● **SOURCE DATA**:
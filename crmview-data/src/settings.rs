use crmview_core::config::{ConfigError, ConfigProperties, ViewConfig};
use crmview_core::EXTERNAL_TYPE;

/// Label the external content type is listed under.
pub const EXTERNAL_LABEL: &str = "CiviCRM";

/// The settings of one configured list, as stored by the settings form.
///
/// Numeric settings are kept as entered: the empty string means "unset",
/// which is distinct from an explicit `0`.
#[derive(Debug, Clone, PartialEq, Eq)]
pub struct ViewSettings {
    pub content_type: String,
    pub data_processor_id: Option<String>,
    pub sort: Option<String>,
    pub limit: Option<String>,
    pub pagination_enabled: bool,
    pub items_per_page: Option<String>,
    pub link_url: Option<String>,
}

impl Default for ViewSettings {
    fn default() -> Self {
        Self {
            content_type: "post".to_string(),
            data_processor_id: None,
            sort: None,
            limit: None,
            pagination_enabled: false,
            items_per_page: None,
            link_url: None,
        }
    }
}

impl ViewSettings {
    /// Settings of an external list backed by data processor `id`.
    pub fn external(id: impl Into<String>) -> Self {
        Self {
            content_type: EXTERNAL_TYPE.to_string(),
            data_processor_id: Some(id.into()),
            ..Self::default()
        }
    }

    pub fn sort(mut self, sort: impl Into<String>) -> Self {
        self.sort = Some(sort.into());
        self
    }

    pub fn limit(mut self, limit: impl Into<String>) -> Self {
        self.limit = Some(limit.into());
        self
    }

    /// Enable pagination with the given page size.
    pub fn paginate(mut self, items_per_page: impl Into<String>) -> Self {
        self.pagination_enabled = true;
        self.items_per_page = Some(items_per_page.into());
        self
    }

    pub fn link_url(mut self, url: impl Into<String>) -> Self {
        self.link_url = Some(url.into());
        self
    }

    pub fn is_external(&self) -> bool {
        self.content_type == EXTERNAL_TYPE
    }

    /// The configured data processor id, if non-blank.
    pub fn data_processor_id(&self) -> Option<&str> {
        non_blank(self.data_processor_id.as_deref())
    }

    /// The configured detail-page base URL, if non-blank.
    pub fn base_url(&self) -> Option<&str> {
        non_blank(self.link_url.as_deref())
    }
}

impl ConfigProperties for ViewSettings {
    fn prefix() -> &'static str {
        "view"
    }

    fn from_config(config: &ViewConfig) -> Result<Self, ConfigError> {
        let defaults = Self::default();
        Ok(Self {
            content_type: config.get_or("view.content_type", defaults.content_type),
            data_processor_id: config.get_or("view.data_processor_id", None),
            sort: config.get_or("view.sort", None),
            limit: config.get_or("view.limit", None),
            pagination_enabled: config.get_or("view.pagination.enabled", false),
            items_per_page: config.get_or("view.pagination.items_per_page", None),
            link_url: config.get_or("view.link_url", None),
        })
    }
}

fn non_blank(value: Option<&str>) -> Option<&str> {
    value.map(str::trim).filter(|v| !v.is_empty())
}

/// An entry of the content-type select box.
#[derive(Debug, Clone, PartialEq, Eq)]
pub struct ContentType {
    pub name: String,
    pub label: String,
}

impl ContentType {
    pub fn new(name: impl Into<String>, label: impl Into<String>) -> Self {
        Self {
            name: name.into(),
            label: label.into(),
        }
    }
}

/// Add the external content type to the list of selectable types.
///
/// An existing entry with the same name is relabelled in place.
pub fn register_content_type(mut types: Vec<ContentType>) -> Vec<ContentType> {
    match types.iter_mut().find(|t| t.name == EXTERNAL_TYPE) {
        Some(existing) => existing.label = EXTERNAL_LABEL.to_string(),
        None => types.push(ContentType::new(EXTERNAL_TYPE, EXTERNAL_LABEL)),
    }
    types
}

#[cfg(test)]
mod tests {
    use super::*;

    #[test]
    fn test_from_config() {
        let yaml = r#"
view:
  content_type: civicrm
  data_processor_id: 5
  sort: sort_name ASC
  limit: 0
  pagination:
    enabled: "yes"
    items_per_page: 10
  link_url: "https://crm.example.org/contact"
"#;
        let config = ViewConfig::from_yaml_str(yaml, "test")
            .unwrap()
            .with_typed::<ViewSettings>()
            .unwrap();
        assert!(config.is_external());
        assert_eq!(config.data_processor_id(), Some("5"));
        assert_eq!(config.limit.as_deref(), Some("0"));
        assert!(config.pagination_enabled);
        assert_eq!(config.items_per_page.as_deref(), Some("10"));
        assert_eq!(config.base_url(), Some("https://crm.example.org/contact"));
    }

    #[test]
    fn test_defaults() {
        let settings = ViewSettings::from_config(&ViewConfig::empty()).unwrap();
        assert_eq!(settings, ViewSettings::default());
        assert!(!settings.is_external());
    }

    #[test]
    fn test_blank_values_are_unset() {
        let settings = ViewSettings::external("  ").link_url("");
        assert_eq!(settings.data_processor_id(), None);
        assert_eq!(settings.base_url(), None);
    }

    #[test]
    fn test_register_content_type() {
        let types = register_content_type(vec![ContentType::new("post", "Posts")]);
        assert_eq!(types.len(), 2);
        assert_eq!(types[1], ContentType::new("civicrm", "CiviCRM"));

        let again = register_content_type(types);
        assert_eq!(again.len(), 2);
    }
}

● **TASK BRIEF**: Across all of the material above, how many lines contain the word "bool"? Only the number should be given.

● **SOLUTION TO THE EXERCISE**: 2